TRY IT: The answer consists solely of the data below, reproduced exactly.

EXTRACTED RECORDS:

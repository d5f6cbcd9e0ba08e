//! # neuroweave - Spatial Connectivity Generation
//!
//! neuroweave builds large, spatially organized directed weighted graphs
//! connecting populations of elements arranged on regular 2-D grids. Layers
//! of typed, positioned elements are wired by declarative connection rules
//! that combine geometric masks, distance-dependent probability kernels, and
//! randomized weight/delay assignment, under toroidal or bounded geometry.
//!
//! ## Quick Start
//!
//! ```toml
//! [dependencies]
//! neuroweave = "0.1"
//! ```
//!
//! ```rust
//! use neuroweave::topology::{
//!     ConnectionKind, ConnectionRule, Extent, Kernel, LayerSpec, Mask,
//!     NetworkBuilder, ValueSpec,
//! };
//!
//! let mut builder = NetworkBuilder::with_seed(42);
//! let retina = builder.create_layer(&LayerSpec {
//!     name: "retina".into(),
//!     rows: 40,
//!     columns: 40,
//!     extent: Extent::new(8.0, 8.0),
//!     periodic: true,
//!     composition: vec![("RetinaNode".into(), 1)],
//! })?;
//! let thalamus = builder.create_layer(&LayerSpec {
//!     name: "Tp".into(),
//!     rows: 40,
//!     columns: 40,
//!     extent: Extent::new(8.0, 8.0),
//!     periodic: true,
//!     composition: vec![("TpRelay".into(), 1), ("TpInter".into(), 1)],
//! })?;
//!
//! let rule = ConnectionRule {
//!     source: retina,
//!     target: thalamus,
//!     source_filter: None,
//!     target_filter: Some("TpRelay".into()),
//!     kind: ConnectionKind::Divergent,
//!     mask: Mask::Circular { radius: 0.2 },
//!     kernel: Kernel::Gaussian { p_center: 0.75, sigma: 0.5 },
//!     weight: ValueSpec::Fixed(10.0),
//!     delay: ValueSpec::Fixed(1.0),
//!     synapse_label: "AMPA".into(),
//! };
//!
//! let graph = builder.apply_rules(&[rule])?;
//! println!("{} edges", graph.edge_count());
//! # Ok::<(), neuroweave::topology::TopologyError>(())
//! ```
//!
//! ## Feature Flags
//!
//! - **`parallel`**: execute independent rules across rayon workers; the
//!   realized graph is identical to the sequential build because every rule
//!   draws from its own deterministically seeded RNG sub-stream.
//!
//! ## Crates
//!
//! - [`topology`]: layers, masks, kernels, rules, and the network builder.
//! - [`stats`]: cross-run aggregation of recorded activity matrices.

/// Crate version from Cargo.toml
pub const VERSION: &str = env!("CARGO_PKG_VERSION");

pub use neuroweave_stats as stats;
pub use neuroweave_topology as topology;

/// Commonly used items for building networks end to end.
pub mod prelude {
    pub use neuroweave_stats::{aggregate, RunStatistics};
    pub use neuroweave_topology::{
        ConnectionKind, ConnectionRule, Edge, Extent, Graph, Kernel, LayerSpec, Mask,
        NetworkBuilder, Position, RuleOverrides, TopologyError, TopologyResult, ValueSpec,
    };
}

ANSWER TO THIS TASK:
repository d5f6cbcd9e0ba08e
//! # neuroweave - Spatial Connectivity Generation
//!
//! neuroweave builds large, spatially organized directed weighted graphs
//! connecting populations of elements arranged on regular 2-D grids. Layers
//! of typed, positioned elements are wired by declarative connection rules
//! that combine geometric masks, distance-dependent probability kernels, and
//! randomized weight/delay assignment, under toroidal or bounded geometry.
//!
//! ## Quick Start
//!
//! ```toml
//! [dependencies]
//! neuroweave = "0.1"
//! ```
//!
//! ```rust
//! use neuroweave::topology::{
//!     ConnectionKind, ConnectionRule, Extent, Kernel, LayerSpec, Mask,
//!     NetworkBuilder, ValueSpec,
//! };
//!
//! let mut builder = NetworkBuilder::with_seed(42);
//! let retina = builder.create_layer(&LayerSpec {
//!     name: "retina".into(),
//!     rows: 40,
//!     columns: 40,
//!     extent: Extent::new(8.0, 8.0),
//!     periodic: true,
//!     composition: vec![("RetinaNode".into(), 1)],
//! })?;
//! let thalamus = builder.create_layer(&LayerSpec {
//!     name: "Tp".into(),
//!     rows: 40,
//!     columns: 40,
//!     extent: Extent::new(8.0, 8.0),
//!     periodic: true,
//!     composition: vec![("TpRelay".into(), 1), ("TpInter".into(), 1)],
//! })?;
//!
//! let rule = ConnectionRule {
//!     source: retina,
//!     target: thalamus,
//!     source_filter: None,
//!     target_filter: Some("TpRelay".into()),
//!     kind: ConnectionKind::Divergent,
//!     mask: Mask::Circular { radius: 0.2 },
//!     kernel: Kernel::Gaussian { p_center: 0.75, sigma: 0.5 },
//!     weight: ValueSpec::Fixed(10.0),
//!     delay: ValueSpec::Fixed(1.0),
//!     synapse_label: "AMPA".into(),
//! };
//!
//! let graph = builder.apply_rules(&[rule])?;
//! println!("{} edges", graph.edge_count());
//! # Ok::<(), neuroweave::topology::TopologyError>(())
//! ```
//!
//! ## Feature Flags
//!
//! - **`parallel`**: execute independent rules across rayon workers; the
//!   realized graph is identical to the sequential build because every rule
//!   draws from its own deterministically seeded RNG sub-stream.
//!
//! ## Crates
//!
//! - [`topology`]: layers, masks, kernels, rules, and the network builder.
//! - [`stats`]: cross-run aggregation of recorded activity matrices.

/// Crate version from Cargo.toml
pub const VERSION: &str = env!("CARGO_PKG_VERSION");

pub use neuroweave_stats as stats;
pub use neuroweave_topology as topology;

/// Commonly used items for building networks end to end.
pub mod prelude {
    pub use neuroweave_stats::{aggregate, RunStatistics};
    pub use neuroweave_topology::{
        ConnectionKind, ConnectionRule, Edge, Extent, Graph, Kernel, LayerSpec, Mask,
        NetworkBuilder, Position, RuleOverrides, TopologyError, TopologyResult, ValueSpec,
    };
}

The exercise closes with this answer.